Source data>

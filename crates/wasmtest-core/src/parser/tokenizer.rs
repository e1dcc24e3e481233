//! Literal list tokenizer — splits a `param` string into literal tokens
//!
//! Handles: comma separators, `[ ... ]` array nesting, backslash escapes.
//! A comma separates tokens only when it is unescaped and outside any
//! brackets. Escapes are kept in the token text; the literal codec removes
//! them when it decodes a `string:` value.
//!
//! Guarantees:
//! - Deterministic: same input always produces same token stream
//! - Every token carries its 1-based position for error reporting

/// Position of a token within its literal list
#[derive(Debug, Clone, Copy, PartialEq, Eq)]
pub struct Span {
    /// 1-based index of the token in the list
    pub position: usize,
    /// Character offset of the token start
    pub offset: usize,
}

impl std::fmt::Display for Span {
    fn fmt(&self, f: &mut std::fmt::Formatter) -> std::fmt::Result {
        write!(f, "#{} (offset {})", self.position, self.offset)
    }
}

/// Trimmed literal text with its source position
#[derive(Debug, Clone, PartialEq, Eq)]
pub struct SpannedToken {
    pub text: String,
    pub span: Span,
}

/// Tokenizer for comma-joined literal lists
pub struct Tokenizer {
    input: Vec<char>,
    position: usize,
}

impl Tokenizer {
    pub fn new(text: &str) -> Self {
        Tokenizer {
            input: text.chars().collect(),
            position: 0,
        }
    }

    /// Split the whole input into tokens.
    ///
    /// An input that is empty or only whitespace yields no tokens. Any
    /// other input yields one token per separator plus one, so a trailing
    /// comma produces an empty token that the codec rejects.
    pub fn tokenize(&mut self) -> crate::Result<Vec<SpannedToken>> {
        let mut tokens = Vec::new();
        if self.input.iter().all(|c| c.is_whitespace()) {
            return Ok(tokens);
        }

        loop {
            let token = self.next_token(tokens.len() + 1)?;
            tokens.push(token);
            if self.is_at_end() {
                break;
            }
            // consume separator
            self.advance();
            if self.is_at_end() {
                // trailing separator leaves one empty token behind it
                tokens.push(SpannedToken {
                    text: String::new(),
                    span: Span {
                        position: tokens.len() + 1,
                        offset: self.position,
                    },
                });
                break;
            }
        }

        Ok(tokens)
    }

    fn is_at_end(&self) -> bool {
        self.position >= self.input.len()
    }

    fn peek(&self) -> Option<char> {
        self.input.get(self.position).copied()
    }

    fn advance(&mut self) -> Option<char> {
        let ch = self.peek();
        if ch.is_some() {
            self.position += 1;
        }
        ch
    }

    /// Read up to the next top-level separator (not consumed).
    fn next_token(&mut self, position: usize) -> crate::Result<SpannedToken> {
        let offset = self.position;
        let mut text = String::new();
        let mut depth: usize = 0;
        // byte length of `text` through the last escaped char
        let mut escaped_end = 0;

        while let Some(ch) = self.peek() {
            match ch {
                ',' if depth == 0 => break,
                '\\' => {
                    self.advance();
                    text.push('\\');
                    match self.advance() {
                        Some(escaped) => {
                            text.push(escaped);
                            escaped_end = text.len();
                        }
                        None => {
                            return Err(crate::Error::LiteralDecode {
                                token: text.trim().to_string(),
                                position,
                                reason: "dangling escape at end of input".into(),
                            });
                        }
                    }
                    continue;
                }
                '[' => depth += 1,
                ']' => {
                    if depth == 0 {
                        return Err(crate::Error::LiteralDecode {
                            token: text.trim().to_string(),
                            position,
                            reason: "unbalanced ']'".into(),
                        });
                    }
                    depth -= 1;
                }
                _ => {}
            }
            text.push(ch);
            self.advance();
        }

        if depth != 0 {
            return Err(crate::Error::LiteralDecode {
                token: text.trim().to_string(),
                position,
                reason: "unclosed '['".into(),
            });
        }

        // escaped whitespace is part of the value
        let keep = escaped_end + text[escaped_end..].trim_end().len();
        text.truncate(keep);
        Ok(SpannedToken {
            text: text.trim_start().to_string(),
            span: Span { position, offset },
        })
    }
}

/// Convenience wrapper: tokenize a literal list
pub fn tokenize(text: &str) -> crate::Result<Vec<SpannedToken>> {
    Tokenizer::new(text).tokenize()
}
#[cfg(test)]
mod tests {
    use super::*;
    use crate::engine::check;
    use crate::literal::ParamType;

    fn counter() -> DispatchTable {
        DispatchTable::new()
            .method("bump", &[], Some(ParamType::Int), |host, _| {
                let next = host
                    .storage_get(b"n")
                    .map(|v| v[0] as i128 + 1)
                    .unwrap_or(1);
                host.storage_put(b"n", &[next as u8]);
                host.notify(vec![Value::Int(next)]);
                Ok(Some(Value::Int(next)))
            })
            .method("bump_then_fail", &[], None, |host, _| {
                host.storage_put(b"n", &[99]);
                check(false, "boom")?;
                Ok(None)
            })
            .method("destroy", &[], None, |host, _| {
                host.destroy();
                Ok(None)
            })
            .method("destroy_then_put", &[], None, |host, _| {
                host.destroy();
                host.storage_put(b"n", &[7]);
                host.storage_put(b"m", &[8]);
                host.storage_delete(b"n");
                Ok(None)
            })
            .method("whoami", &[], Some(ParamType::Address), |host, _| {
                Ok(Some(Value::Address(host.caller_address())))
            })
    }

    fn proxy() -> DispatchTable {
        DispatchTable::new().method(
            "forward",
            &[ParamType::Address, ParamType::String],
            None,
            |host, args| {
                host.call_contract(&args.address(0)?, args.string(1)?, vec![])
            },
        )
    }

    /// `nest(n)` calls itself `n` more times and returns the frame count
    fn nesting() -> DispatchTable {
        DispatchTable::new().method(
            "nest",
            &[ParamType::Int],
            Some(ParamType::Int),
            |host, args| {
                let n = args.int(0)?;
                if n == 0 {
                    return Ok(Some(Value::Int(1)));
                }
                let me = host.self_address();
                let inner = host.call_contract(&me, "nest", vec![Value::Int(n - 1)])?;
                let frames = inner.and_then(|v| v.as_int()).unwrap_or(0);
                Ok(Some(Value::Int(frames + 1)))
            },
        )
    }

    fn engine() -> (MemoryEngine, Address) {
        let mut engine = MemoryEngine::new(Address::from_code(b"admin"));
        let addr = engine.deploy("counter.wasm", counter(), None);
        (engine, addr)
    }

    #[test]
    fn test_dispatch_commits_and_advances_block() {
        let (mut engine, addr) = engine();
        let before = engine.block();
        let out = engine.dispatch(&addr, Call::new("bump", vec![])).unwrap();
        assert_eq!(out.value, Some(Value::Int(1)));
        assert_eq!(out.notifications.len(), 1);
        assert_eq!(engine.block().height, before.height + 1);

        let out = engine.dispatch(&addr, Call::new("bump", vec![])).unwrap();
        assert_eq!(out.value, Some(Value::Int(2)));
    }

    #[test]
    fn test_failed_call_rolls_back() {
        let (mut engine, addr) = engine();
        engine.dispatch(&addr, Call::new("bump", vec![])).unwrap();
        let out = engine
            .dispatch(&addr, Call::new("bump_then_fail", vec![]))
            .unwrap();
        assert_eq!(out.failure.as_deref(), Some("boom"));
        assert_eq!(engine.store().get(&addr, b"n"), Some(&vec![1u8]));
    }

    #[test]
    fn test_destroy_clears_storage_and_blocks_calls() {
        let (mut engine, addr) = engine();
        engine.dispatch(&addr, Call::new("bump", vec![])).unwrap();
        assert_eq!(engine.store().key_count(&addr), 1);

        engine.dispatch(&addr, Call::new("destroy", vec![])).unwrap();
        assert!(engine.is_destroyed(&addr));
        assert_eq!(engine.store().key_count(&addr), 0);

        let err = engine.dispatch(&addr, Call::new("bump", vec![])).unwrap_err();
        assert!(matches!(err, Error::ContractDestroyed(_)));
        assert_eq!(engine.store().key_count(&addr), 0);
    }

    #[test]
    fn test_storage_writes_after_destroy_are_dropped() {
        let (mut engine, addr) = engine();
        engine.dispatch(&addr, Call::new("bump", vec![])).unwrap();

        let out = engine
            .dispatch(&addr, Call::new("destroy_then_put", vec![]))
            .unwrap();
        assert!(out.failure.is_none());
        assert!(engine.is_destroyed(&addr));
        assert_eq!(engine.store().key_count(&addr), 0);
    }

    #[test]
    fn test_block_overflow_is_an_error_not_a_panic() {
        let mut engine = MemoryEngine::new(Address::from_code(b"admin")).with_block(BlockEnv {
            height: u32::MAX,
            timestamp: 5,
        });
        let addr = engine.deploy("counter.wasm", counter(), None);

        let err = engine.dispatch(&addr, Call::new("bump", vec![])).unwrap_err();
        assert!(matches!(err, Error::Config(_)));
        assert_eq!(engine.store().key_count(&addr), 0);
        assert_eq!(
            engine.block(),
            BlockEnv {
                height: u32::MAX,
                timestamp: 5
            }
        );

        let mut engine = MemoryEngine::new(Address::from_code(b"admin")).with_block(BlockEnv {
            height: 1,
            timestamp: u64::MAX,
        });
        let addr = engine.deploy("counter.wasm", counter(), None);
        assert!(engine.dispatch(&addr, Call::new("bump", vec![])).is_err());
    }

    #[test]
    fn test_call_depth_limit() {
        // debug builds need more than the default test-thread stack
        let handle = std::thread::Builder::new()
            .stack_size(256 * 1024 * 1024)
            .spawn(|| {
                let mut engine = MemoryEngine::new(Address::from_code(b"admin"));
                let addr = engine.deploy("nest.wasm", nesting(), None);
                let deepest = MAX_CALL_DEPTH as i128 - 1;

                let out = engine
                    .dispatch(&addr, Call::new("nest", vec![Value::Int(deepest)]))
                    .unwrap();
                assert_eq!(out.value, Some(Value::Int(MAX_CALL_DEPTH as i128)));

                let out = engine
                    .dispatch(&addr, Call::new("nest", vec![Value::Int(deepest + 1)]))
                    .unwrap();
                let message = out.failure.unwrap();
                assert!(message.contains("call stack depth exceeded"), "{}", message);
            })
            .unwrap();
        handle.join().unwrap();
    }

    #[test]
    fn test_cross_contract_call_sets_caller() {
        let (mut engine, counter_addr) = engine();
        let proxy_addr = engine.deploy("proxy.wasm", proxy(), None);
        let out = engine
            .dispatch(
                &proxy_addr,
                Call::new(
                    "forward",
                    vec![Value::Address(counter_addr), Value::String("whoami".into())],
                ),
            )
            .unwrap();
        assert_eq!(out.value, Some(Value::Address(proxy_addr)));
    }

    #[test]
    fn test_nested_failure_aborts_caller() {
        let (mut engine, counter_addr) = engine();
        let proxy_addr = engine.deploy("proxy.wasm", proxy(), None);
        let out = engine
            .dispatch(
                &proxy_addr,
                Call::new(
                    "forward",
                    vec![
                        Value::Address(counter_addr),
                        Value::String("bump_then_fail".into()),
                    ],
                ),
            )
            .unwrap();
        assert_eq!(out.failure.as_deref(), Some("boom"));
        assert_eq!(engine.store().get(&counter_addr, b"n"), None);
    }

    #[test]
    fn test_witnesses_replace_previous_set() {
        let (mut engine, _) = engine();
        let a = Address::from_code(b"a");
        let b = Address::from_code(b"b");
        engine.set_witnesses(BTreeSet::from([a]));
        engine.set_witnesses(BTreeSet::from([b]));
        let host = engine.detached_host();
        assert!(!host.check_witness(&a));
        assert!(host.check_witness(&b));
    }

    #[test]
    fn test_resolve_context_lists_deployed() {
        let (mut engine, addr) = engine();
        let ctx = engine.resolve_context().unwrap();
        assert_eq!(ctx.admin, Address::from_code(b"admin"));
        assert_eq!(ctx.address_of("counter.wasm"), Some(addr));
    }

    #[test]
    fn test_unknown_target() {
        let (mut engine, _) = engine();
        let err = engine
            .dispatch(&Address::from_code(b"nowhere"), Call::new("bump", vec![]))
            .unwrap_err();
        assert!(matches!(err, Error::DispatchNotFound { .. }));
    }
}
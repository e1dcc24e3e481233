//! Storage overwrite followed by self-destruction

use super::ContractModule;
use crate::engine::{Abort, DispatchTable};
use crate::literal::{ParamType, Value};

const KEY: &[u8] = &[0x23];

const FIXTURE: &str = r#"
[
    [{"method":"put", "param":"string:V1"},
    {"method":"get", "expected":"string:V1"},
    {"method":"put", "param":"string:V2"},
    {"method":"get", "expected":"string:V2"},
    {"method":"destroy"}
    ]
]
"#;

pub(super) fn module() -> ContractModule {
    let table = DispatchTable::new()
        .method("put", &[ParamType::String], None, |host, args| {
            host.storage_put(KEY, args.string(0)?.as_bytes());
            Ok(None)
        })
        .method("get", &[], Some(ParamType::String), |host, _| {
            let raw = host
                .storage_get(KEY)
                .ok_or_else(|| Abort("not found".into()))?;
            let text = String::from_utf8(raw).map_err(|_| Abort("not utf-8".into()))?;
            Ok(Some(Value::String(text)))
        })
        .method("destroy", &[], None, |host, _| {
            host.destroy();
            Ok(None)
        });

    ContractModule {
        name: "test_destroy.wasm",
        table,
        fixture: Some(FIXTURE),
    }
}

#[cfg(test)]
mod tests {
    use super::*;
    use crate::address::Address;
    use crate::engine::memory::MemoryEngine;
    use crate::engine::{Call, ContractEngine};
    use crate::Error;

    #[test]
    fn test_overwrite_then_destroy() {
        let m = module();
        let mut engine = MemoryEngine::new(Address::ZERO);
        let addr = engine.deploy(m.name, m.table, None);

        for value in ["V1", "V2"] {
            engine
                .dispatch(&addr, Call::new("put", vec![Value::String(value.into())]))
                .unwrap();
        }
        assert_eq!(engine.store().get(&addr, KEY), Some(&b"V2".to_vec()));

        engine.dispatch(&addr, Call::new("destroy", vec![])).unwrap();
        assert_eq!(engine.store().get(&addr, KEY), None);
        assert_eq!(engine.store().key_count(&addr), 0);

        let err = engine.dispatch(&addr, Call::new("get", vec![])).unwrap_err();
        assert!(matches!(err, Error::ContractDestroyed(_)));
    }
}
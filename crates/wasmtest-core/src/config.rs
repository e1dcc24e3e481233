//! Runner configuration
//!
//! Loaded from a TOML file passed with `--config`. Every key is optional:
//!
//! ```toml
//! admin = "AUaJb9oLGfZzaVZM6pdKZrKa8HfDiQ193J"
//! admin_always_signs = false
//! block_height = 1
//! block_timestamp = 1530316800
//! groups = [0, 2]
//! ```

use std::path::Path;

use crate::address::Address;
use crate::engine::memory::{BlockEnv, MemoryEngine, DEFAULT_TIMESTAMP};
use crate::executor::RunOptions;
use crate::{Error, Result};

/// Seed the default admin address is derived from
pub const DEFAULT_ADMIN_SEED: &[u8] = b"admin";

#[derive(Debug, Clone, PartialEq, serde::Serialize, serde::Deserialize)]
#[serde(default, deny_unknown_fields)]
pub struct RunnerConfig {
    /// Base58 admin address; derived from [`DEFAULT_ADMIN_SEED`] when unset
    pub admin: Option<String>,
    pub admin_always_signs: bool,
    pub block_height: u32,
    pub block_timestamp: u64,
    /// Group indexes to run; all groups when unset
    pub groups: Option<Vec<usize>>,
}

impl Default for RunnerConfig {
    fn default() -> Self {
        RunnerConfig {
            admin: None,
            admin_always_signs: false,
            block_height: 1,
            block_timestamp: DEFAULT_TIMESTAMP,
            groups: None,
        }
    }
}

impl RunnerConfig {
    /// Read a TOML config file
    pub fn load(path: &Path) -> Result<Self> {
        let text = std::fs::read_to_string(path)
            .map_err(|e| Error::Config(format!("{}: {}", path.display(), e)))?;
        let config = Self::from_toml_str(&text).map_err(|e| match e {
            Error::Config(msg) => Error::Config(format!("{}: {}", path.display(), msg)),
            other => other,
        })?;
        tracing::debug!(path = %path.display(), "loaded config");
        Ok(config)
    }

    /// Parse and validate TOML text
    pub fn from_toml_str(text: &str) -> Result<Self> {
        let config: RunnerConfig =
            toml::from_str(text).map_err(|e| Error::Config(e.to_string()))?;
        config.admin_address()?;
        Ok(config)
    }

    pub fn admin_address(&self) -> Result<Address> {
        match &self.admin {
            Some(text) => Address::from_base58(text.trim())
                .map_err(|reason| Error::Config(format!("invalid admin address: {}", reason))),
            None => Ok(Address::from_code(DEFAULT_ADMIN_SEED)),
        }
    }

    pub fn block_env(&self) -> BlockEnv {
        BlockEnv {
            height: self.block_height,
            timestamp: self.block_timestamp,
        }
    }

    pub fn run_options(&self) -> RunOptions {
        RunOptions {
            admin_always_signs: self.admin_always_signs,
            groups: self.groups.clone(),
        }
    }

    /// An in-memory host with every reference contract deployed
    pub fn build_engine(&self) -> Result<MemoryEngine> {
        let mut engine = MemoryEngine::new(self.admin_address()?).with_block(self.block_env());
        crate::contracts::deploy_all(&mut engine);
        Ok(engine)
    }
}
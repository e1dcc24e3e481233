//! Fixture parser — decodes fixture documents into a `TestSuite`
//!
//! A fixture is a JSON array of groups, each an array of test case
//! objects. Parsing is pure; literal fields are validated later, per case.

pub mod ast;
pub mod tokenizer;

use std::path::Path;

use crate::{Error, Result};
use ast::TestSuite;

/// Parse fixture text into a TestSuite
///
/// # Errors
/// Returns `FixtureFormat` (serde_json reports line and column) for malformed JSON, for
/// documents that are not an array of arrays of case objects, and for
/// cases whose `method` is empty.
pub fn parse_suite(input: &str) -> Result<TestSuite> {
    let suite: TestSuite =
        serde_json::from_str(input).map_err(|e| Error::FixtureFormat(e.to_string()))?;

    for (g, group) in suite.groups.iter().enumerate() {
        for (c, case) in group.cases.iter().enumerate() {
            if case.method.is_empty() {
                return Err(Error::FixtureFormat(format!(
                    "group {} case {}: 'method' must not be empty",
                    g, c
                )));
            }
        }
    }

    tracing::debug!(
        groups = suite.groups.len(),
        cases = suite.case_count(),
        "parsed fixture"
    );
    Ok(suite)
}

/// Read and parse a fixture file
pub fn parse_suite_file(path: &Path) -> Result<TestSuite> {
    let text = std::fs::read_to_string(path)
        .map_err(|e| Error::Io(format!("{}: {}", path.display(), e)))?;
    parse_suite(&text)
}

Aim of the exercise>
Go through the data and return each line where the word "PartialEq" appears.

Answer to this exercise>
#[derive(Debug, Clone, Copy, PartialEq, Eq)]
#[derive(Debug, Clone, PartialEq, Eq)]
#[derive(Debug, Clone, PartialEq, serde::Serialize, serde::Deserialize)]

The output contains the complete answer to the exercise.